- **The task**: Once the line with "side to move" is found in the entries below, repeat it and each following line exactly, up to and including the line with "pub fn new(config: GameConfig)". Add no other lines.

*** Information

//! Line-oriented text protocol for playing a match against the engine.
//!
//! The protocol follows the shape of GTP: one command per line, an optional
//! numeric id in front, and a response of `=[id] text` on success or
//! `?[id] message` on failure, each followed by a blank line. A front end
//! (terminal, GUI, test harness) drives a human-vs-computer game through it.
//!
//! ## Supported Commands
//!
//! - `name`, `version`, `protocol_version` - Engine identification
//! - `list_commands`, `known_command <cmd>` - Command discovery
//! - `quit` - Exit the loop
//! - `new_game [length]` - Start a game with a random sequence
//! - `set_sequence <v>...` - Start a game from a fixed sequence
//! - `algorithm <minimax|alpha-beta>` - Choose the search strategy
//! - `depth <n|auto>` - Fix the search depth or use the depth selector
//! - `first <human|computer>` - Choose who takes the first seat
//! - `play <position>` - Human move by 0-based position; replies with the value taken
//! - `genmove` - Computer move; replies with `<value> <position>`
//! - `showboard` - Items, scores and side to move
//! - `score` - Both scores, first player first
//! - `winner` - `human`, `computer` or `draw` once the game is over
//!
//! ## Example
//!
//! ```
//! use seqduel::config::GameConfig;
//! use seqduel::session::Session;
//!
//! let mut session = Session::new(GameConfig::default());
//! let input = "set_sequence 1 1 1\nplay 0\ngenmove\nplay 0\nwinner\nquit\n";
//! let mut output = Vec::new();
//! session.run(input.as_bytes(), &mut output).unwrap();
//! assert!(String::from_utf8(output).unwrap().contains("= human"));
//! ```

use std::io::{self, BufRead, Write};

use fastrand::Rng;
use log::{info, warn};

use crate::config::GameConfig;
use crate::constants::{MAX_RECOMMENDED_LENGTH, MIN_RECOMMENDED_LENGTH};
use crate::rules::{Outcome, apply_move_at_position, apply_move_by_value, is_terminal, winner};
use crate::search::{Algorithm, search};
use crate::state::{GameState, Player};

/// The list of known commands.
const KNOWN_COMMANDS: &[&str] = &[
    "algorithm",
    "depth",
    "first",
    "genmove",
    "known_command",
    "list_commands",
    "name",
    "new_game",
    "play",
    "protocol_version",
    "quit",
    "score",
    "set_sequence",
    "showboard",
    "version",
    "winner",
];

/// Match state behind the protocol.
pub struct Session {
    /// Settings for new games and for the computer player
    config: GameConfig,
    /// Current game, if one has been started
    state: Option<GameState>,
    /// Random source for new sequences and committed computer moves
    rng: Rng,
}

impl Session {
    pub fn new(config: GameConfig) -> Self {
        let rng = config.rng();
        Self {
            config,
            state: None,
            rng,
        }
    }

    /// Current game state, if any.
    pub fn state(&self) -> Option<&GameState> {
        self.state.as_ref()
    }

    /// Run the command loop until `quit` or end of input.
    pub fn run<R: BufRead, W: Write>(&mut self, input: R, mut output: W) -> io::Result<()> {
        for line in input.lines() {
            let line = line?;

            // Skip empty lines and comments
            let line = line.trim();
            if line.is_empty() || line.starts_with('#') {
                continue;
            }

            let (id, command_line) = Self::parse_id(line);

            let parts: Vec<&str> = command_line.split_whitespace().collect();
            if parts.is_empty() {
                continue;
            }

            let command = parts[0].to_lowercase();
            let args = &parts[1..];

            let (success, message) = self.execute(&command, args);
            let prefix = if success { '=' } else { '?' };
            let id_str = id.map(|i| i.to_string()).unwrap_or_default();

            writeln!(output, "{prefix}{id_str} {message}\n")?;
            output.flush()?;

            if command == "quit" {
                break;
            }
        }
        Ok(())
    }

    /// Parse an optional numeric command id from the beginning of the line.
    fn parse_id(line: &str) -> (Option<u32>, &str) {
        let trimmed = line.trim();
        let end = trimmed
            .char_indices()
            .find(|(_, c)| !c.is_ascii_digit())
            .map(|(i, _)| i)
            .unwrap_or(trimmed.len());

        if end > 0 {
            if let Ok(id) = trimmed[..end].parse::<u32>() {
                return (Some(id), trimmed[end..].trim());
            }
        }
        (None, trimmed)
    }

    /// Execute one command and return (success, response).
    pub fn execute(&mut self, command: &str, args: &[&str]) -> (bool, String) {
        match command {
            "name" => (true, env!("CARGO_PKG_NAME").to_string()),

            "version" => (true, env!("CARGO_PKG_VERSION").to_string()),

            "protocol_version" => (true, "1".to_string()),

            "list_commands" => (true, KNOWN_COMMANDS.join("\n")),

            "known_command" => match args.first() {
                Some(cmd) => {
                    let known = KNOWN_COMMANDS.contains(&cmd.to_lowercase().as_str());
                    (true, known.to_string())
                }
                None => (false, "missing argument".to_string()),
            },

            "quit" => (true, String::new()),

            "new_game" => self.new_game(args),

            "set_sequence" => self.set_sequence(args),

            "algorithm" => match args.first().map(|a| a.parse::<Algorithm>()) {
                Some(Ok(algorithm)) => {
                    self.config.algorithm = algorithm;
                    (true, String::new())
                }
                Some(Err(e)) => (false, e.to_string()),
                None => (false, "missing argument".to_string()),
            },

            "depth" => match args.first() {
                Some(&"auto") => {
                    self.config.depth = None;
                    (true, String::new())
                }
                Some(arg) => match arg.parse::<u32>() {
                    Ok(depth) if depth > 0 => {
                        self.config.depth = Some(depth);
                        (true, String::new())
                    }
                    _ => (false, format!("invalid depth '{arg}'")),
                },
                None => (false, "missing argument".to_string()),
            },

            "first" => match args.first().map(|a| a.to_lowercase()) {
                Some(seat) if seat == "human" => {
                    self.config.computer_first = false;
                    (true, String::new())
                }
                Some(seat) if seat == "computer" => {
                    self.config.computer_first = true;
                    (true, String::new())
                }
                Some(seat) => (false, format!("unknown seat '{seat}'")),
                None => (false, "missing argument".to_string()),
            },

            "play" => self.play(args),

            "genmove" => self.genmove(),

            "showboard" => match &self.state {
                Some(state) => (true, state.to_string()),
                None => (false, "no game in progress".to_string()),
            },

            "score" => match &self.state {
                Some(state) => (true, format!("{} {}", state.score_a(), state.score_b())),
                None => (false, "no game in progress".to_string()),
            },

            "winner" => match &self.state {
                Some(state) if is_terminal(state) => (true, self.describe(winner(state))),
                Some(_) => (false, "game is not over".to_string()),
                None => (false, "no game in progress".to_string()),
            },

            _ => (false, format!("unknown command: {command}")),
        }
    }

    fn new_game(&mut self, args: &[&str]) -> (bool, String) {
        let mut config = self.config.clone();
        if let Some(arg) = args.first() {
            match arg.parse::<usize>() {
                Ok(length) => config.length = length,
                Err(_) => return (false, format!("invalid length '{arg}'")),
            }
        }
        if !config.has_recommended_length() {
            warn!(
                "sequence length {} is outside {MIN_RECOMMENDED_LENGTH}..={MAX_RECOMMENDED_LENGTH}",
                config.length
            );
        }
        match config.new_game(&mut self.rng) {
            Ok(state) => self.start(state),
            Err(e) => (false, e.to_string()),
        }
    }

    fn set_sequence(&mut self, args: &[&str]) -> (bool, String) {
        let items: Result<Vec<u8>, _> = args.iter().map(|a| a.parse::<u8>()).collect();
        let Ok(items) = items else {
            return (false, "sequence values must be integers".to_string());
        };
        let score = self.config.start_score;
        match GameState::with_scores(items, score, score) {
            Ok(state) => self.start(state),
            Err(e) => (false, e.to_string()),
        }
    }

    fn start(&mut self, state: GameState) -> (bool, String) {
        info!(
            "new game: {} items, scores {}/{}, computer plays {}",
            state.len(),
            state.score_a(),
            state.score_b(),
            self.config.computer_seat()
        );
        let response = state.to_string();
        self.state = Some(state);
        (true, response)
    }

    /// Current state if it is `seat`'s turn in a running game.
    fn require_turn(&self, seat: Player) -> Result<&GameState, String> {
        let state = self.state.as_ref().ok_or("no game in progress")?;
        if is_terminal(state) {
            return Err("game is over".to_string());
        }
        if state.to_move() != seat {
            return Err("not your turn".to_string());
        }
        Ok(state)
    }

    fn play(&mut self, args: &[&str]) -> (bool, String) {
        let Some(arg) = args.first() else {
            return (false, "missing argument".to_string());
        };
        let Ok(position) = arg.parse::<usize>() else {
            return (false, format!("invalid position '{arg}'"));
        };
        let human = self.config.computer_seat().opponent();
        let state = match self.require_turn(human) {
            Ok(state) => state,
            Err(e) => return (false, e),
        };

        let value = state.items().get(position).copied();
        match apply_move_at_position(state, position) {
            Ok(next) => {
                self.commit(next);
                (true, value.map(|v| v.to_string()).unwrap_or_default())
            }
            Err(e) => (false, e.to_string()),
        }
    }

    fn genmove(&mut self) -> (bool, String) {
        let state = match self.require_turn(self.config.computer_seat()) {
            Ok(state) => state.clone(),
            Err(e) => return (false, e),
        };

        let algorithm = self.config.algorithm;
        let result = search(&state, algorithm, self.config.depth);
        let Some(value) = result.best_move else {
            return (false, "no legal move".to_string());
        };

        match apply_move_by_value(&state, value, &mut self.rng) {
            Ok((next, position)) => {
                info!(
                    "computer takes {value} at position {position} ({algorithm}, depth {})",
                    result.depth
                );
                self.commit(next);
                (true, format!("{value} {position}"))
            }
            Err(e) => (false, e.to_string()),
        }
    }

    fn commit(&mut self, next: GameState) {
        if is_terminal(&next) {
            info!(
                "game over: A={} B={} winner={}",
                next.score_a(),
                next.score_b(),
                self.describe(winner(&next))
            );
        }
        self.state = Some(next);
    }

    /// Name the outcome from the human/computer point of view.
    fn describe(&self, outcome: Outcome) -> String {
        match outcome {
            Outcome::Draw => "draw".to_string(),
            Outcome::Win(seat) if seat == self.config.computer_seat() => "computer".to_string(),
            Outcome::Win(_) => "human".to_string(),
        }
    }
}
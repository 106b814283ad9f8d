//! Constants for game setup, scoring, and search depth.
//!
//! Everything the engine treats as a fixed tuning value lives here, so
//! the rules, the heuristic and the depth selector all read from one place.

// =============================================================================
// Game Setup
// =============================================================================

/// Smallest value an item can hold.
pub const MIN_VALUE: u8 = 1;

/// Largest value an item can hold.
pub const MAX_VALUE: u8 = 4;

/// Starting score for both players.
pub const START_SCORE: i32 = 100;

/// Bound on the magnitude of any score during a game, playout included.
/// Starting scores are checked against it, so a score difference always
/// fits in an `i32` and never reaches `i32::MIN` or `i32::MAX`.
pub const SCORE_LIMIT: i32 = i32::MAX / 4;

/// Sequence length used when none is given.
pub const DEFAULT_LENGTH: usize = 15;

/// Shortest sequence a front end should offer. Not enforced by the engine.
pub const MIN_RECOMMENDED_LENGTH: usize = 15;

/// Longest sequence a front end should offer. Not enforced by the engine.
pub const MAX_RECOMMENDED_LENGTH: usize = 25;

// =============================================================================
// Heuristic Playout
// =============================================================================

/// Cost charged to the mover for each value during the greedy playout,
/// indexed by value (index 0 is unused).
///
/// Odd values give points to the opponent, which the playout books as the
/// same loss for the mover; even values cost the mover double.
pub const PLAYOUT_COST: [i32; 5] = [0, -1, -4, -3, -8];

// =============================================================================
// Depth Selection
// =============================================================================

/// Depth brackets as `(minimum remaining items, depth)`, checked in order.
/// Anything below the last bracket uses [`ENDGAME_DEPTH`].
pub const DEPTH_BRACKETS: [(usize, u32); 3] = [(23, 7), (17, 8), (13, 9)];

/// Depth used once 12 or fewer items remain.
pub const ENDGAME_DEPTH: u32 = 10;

******

- **Problem solution**:
//! - `showboard` - Items, scores and side to move
//! - `score` - Both scores, first player first
//! - `winner` - `human`, `computer` or `draw` once the game is over
//!
//! ## Example
//!
//! ```
//! use seqduel::config::GameConfig;
//! use seqduel::session::Session;
//!
//! let mut session = Session::new(GameConfig::default());
//! let input = "set_sequence 1 1 1\nplay 0\ngenmove\nplay 0\nwinner\nquit\n";
//! let mut output = Vec::new();
//! session.run(input.as_bytes(), &mut output).unwrap();
//! assert!(String::from_utf8(output).unwrap().contains("= human"));
//! ```

use std::io::{self, BufRead, Write};

use fastrand::Rng;
use log::{info, warn};

use crate::config::GameConfig;
use crate::constants::{MAX_RECOMMENDED_LENGTH, MIN_RECOMMENDED_LENGTH};
use crate::rules::{Outcome, apply_move_at_position, apply_move_by_value, is_terminal, winner};
use crate::search::{Algorithm, search};
use crate::state::{GameState, Player};

/// The list of known commands.
const KNOWN_COMMANDS: &[&str] = &[
    "algorithm",
    "depth",
    "first",
    "genmove",
    "known_command",
    "list_commands",
    "name",
    "new_game",
    "play",
    "protocol_version",
    "quit",
    "score",
    "set_sequence",
    "showboard",
    "version",
    "winner",
];

/// Match state behind the protocol.
pub struct Session {
    /// Settings for new games and for the computer player
    config: GameConfig,
    /// Current game, if one has been started
    state: Option<GameState>,
    /// Random source for new sequences and committed computer moves
    rng: Rng,
}

impl Session {
    pub fn new(config: GameConfig) -> Self {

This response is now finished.